Task directions >> Pull from the data below each line where the word "println" occurs, and copy it.

★ ★ ★ ★

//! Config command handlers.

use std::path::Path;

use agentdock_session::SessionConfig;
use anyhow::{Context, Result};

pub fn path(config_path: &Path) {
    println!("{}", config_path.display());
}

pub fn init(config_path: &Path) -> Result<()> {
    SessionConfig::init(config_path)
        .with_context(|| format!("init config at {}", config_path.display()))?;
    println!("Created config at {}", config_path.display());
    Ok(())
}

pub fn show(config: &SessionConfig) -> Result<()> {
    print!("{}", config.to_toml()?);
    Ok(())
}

★ ★ ★ ★

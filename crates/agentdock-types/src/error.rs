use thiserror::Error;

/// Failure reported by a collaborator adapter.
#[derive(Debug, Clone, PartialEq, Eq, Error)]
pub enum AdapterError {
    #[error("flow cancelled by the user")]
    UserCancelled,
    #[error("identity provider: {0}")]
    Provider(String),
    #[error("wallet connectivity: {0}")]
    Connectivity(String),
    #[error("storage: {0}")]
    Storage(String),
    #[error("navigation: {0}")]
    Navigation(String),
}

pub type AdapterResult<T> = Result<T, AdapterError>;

★ ★ ★ ★

Reply to the task >>
    println!("{}", config_path.display());
    println!("Created config at {}", config_path.display());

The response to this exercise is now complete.